*What is needed*: Search the material for "filename" and show all lines that contain it.

........

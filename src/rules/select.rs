//! Gating and selection: piecewise operators, conditional expressions,
//! cumulative sums, parameter results and indirect loads.
//!
//! None of these convolve. Each either passes selected order-`q` slots
//! through, scales them by an order-0 quantity, or writes zeros.

use crate::float::{sign, Float};
use crate::layout::TaylorView;
use crate::opcode::{cond_flags, CompareOp};

/// `z = |x|`: `z_q = sign(x_0) x_q`, zero at the kink.
pub fn forward_abs_dir<F: Float>(
    q: usize,
    i_z: usize,
    arg: &[u32],
    _parameter: &[F],
    t: &mut TaylorView<'_, F>,
) {
    let x = arg[0] as usize;
    let s = sign(t.get(x, 0, 0));
    for ell in 0..t.directions() {
        let v = s * t.get(x, q, ell);
        t.set(i_z, q, ell, v);
    }
}

/// Operators whose derivative vanishes above order 0: `Sign`, `Dis`, `Par`.
pub fn forward_zero_dir<F: Float>(
    q: usize,
    i_z: usize,
    _arg: &[u32],
    _parameter: &[F],
    t: &mut TaylorView<'_, F>,
) {
    t.zero_order(i_z, q);
}

/// `z = (left cop right) ? if_true : if_false`.
///
/// The comparison uses order-0 values only; the selected operand's order-`q`
/// slots are copied, or zeroed when it is a parameter.
pub fn forward_cexp_dir<F: Float>(
    q: usize,
    i_z: usize,
    arg: &[u32],
    parameter: &[F],
    t: &mut TaylorView<'_, F>,
) {
    debug_assert_eq!(arg.len(), 6);
    let cop = CompareOp::from_arg(arg[0]);
    let flags = arg[1];

    let left = cond_operand(flags & cond_flags::LEFT_VAR != 0, arg[2], parameter, t);
    let right = cond_operand(flags & cond_flags::RIGHT_VAR != 0, arg[3], parameter, t);

    let (bit, chosen) = if cop.holds(left, right) {
        (cond_flags::TRUE_VAR, arg[4])
    } else {
        (cond_flags::FALSE_VAR, arg[5])
    };
    if flags & bit != 0 {
        t.copy_order(i_z, chosen as usize, q);
    } else {
        t.zero_order(i_z, q);
    }
}

/// Order-0 value of a condition operand.
#[inline]
fn cond_operand<F: Float>(is_var: bool, idx: u32, parameter: &[F], t: &TaylorView<'_, F>) -> F {
    if is_var {
        t.get(idx as usize, 0, 0)
    } else {
        parameter[idx as usize]
    }
}

/// `z = p + Σ add - Σ sub`, args `[n_add, n_sub, p, add.., sub.., n_add + n_sub]`.
pub fn forward_csum_dir<F: Float>(
    q: usize,
    i_z: usize,
    arg: &[u32],
    _parameter: &[F],
    t: &mut TaylorView<'_, F>,
) {
    let n_add = arg[0] as usize;
    let n_sub = arg[1] as usize;
    debug_assert_eq!(arg.len(), 4 + n_add + n_sub);
    debug_assert_eq!(arg[3 + n_add + n_sub] as usize, n_add + n_sub);
    let add = &arg[3..3 + n_add];
    let sub = &arg[3 + n_add..3 + n_add + n_sub];

    for ell in 0..t.directions() {
        let mut sum = F::zero();
        for &x in add {
            sum = sum + t.get(x as usize, q, ell);
        }
        for &x in sub {
            sum = sum - t.get(x as usize, q, ell);
        }
        t.set(i_z, q, ell, sum);
    }
}

/// Indirect load, args `[offset, index, load slot]`.
///
/// `var_by_load_op[slot]` is the variable the load resolved to during the
/// order-0 sweep, or 0 when it resolved to a parameter.
pub fn forward_load_dir<F: Float>(
    q: usize,
    i_z: usize,
    arg: &[u32],
    var_by_load_op: &[u32],
    t: &mut TaylorView<'_, F>,
) {
    let slot = arg[2] as usize;
    debug_assert!(slot < var_by_load_op.len(), "load slot {} out of range", slot);
    let i_y = var_by_load_op[slot] as usize;
    debug_assert!(i_y < i_z, "load resolved to a later variable");
    if i_y > 0 {
        t.copy_order(i_z, i_y, q);
    } else {
        t.zero_order(i_z, q);
    }
}
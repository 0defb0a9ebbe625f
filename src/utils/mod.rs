use crate::crawler::{CrawlEvent, ProgressSink};
use indicatif::{MultiProgress, ProgressBar, ProgressStyle};
use std::collections::HashMap;
use std::sync::Mutex;
use std::time::{Duration, Instant};
use tracing::info;

/// A simple wall-clock timer for logging elapsed time.
pub struct Timer {
    label: String,
    start: Instant,
}

impl Timer {
    pub fn start(label: impl Into<String>) -> Self {
        let label = label.into();
        info!("⏱  Starting: {}", label);
        Self {
            label,
            start: Instant::now(),
        }
    }

    pub fn elapsed(&self) -> Duration {
        self.start.elapsed()
    }
}

impl Drop for Timer {
    fn drop(&mut self) {
        info!("⏱  Finished: {} (took {:.2?})", self.label, self.elapsed());
    }
}

/// Format a large integer with thousands separators.
pub fn fmt_number(n: i64) -> String {
    let s = n.abs().to_string();
    let mut result = String::new();
    for (i, ch) in s.chars().rev().enumerate() {
        if i > 0 && i % 3 == 0 {
            result.push(',');
        }
        result.push(ch);
    }
    if n < 0 {
        result.push('-');
    }
    result.chars().rev().collect()
}

/// Score cell for terminal tables: two decimals, "—" when undefined.
pub fn fmt_score(v: Option<f64>) -> String {
    v.map(|x| format!("{:.2}", x)).unwrap_or_else(|| "—".to_string())
}

// ── Terminal progress ─────────────────────────────────────────────────────────

/// One progress bar per subject, stacked.
pub struct BarProgress {
    multi: MultiProgress,
    bars: Mutex<HashMap<String, ProgressBar>>,
}

impl BarProgress {
    pub fn new() -> Self {
        Self {
            multi: MultiProgress::new(),
            bars: Mutex::new(HashMap::new()),
        }
    }

    fn style() -> ProgressStyle {
        ProgressStyle::with_template("{prefix:>12} [{bar:30}] {pos}/{len} {msg}")
            .unwrap_or_else(|_| ProgressStyle::default_bar())
            .progress_chars("=> ")
    }
}

impl Default for BarProgress {
    fn default() -> Self {
        Self::new()
    }
}

impl ProgressSink for BarProgress {
    fn emit(&self, event: CrawlEvent) {
        let Ok(mut bars) = self.bars.lock() else {
            return;
        };

        match event {
            CrawlEvent::SubjectStarted { user_name, pages } => {
                let bar = self.multi.add(ProgressBar::new(u64::from(pages)));
                bar.set_style(Self::style());
                bar.set_prefix(user_name.clone());
                bars.insert(user_name, bar);
            }
            CrawlEvent::PageFetched { user_name, posts, .. } => {
                if let Some(bar) = bars.get(&user_name) {
                    bar.set_message(format!("+{} posts", posts));
                    bar.inc(1);
                }
            }
            CrawlEvent::PageFailed {
                user_name,
                page,
                of,
                reason,
            } => {
                if let Some(bar) = bars.get(&user_name) {
                    bar.set_message(format!("page {}/{} failed: {}", page, of, reason));
                    bar.inc(1);
                }
            }
            CrawlEvent::SubjectCompleted {
                user_name,
                fetched_count,
            } => {
                if let Some(bar) = bars.remove(&user_name) {
                    bar.finish_with_message(format!("{} posts", fetched_count));
                }
            }
        }
    }
}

........

*Written solution*:
filename src/rules/select.rs
filename src/utils/mod.rs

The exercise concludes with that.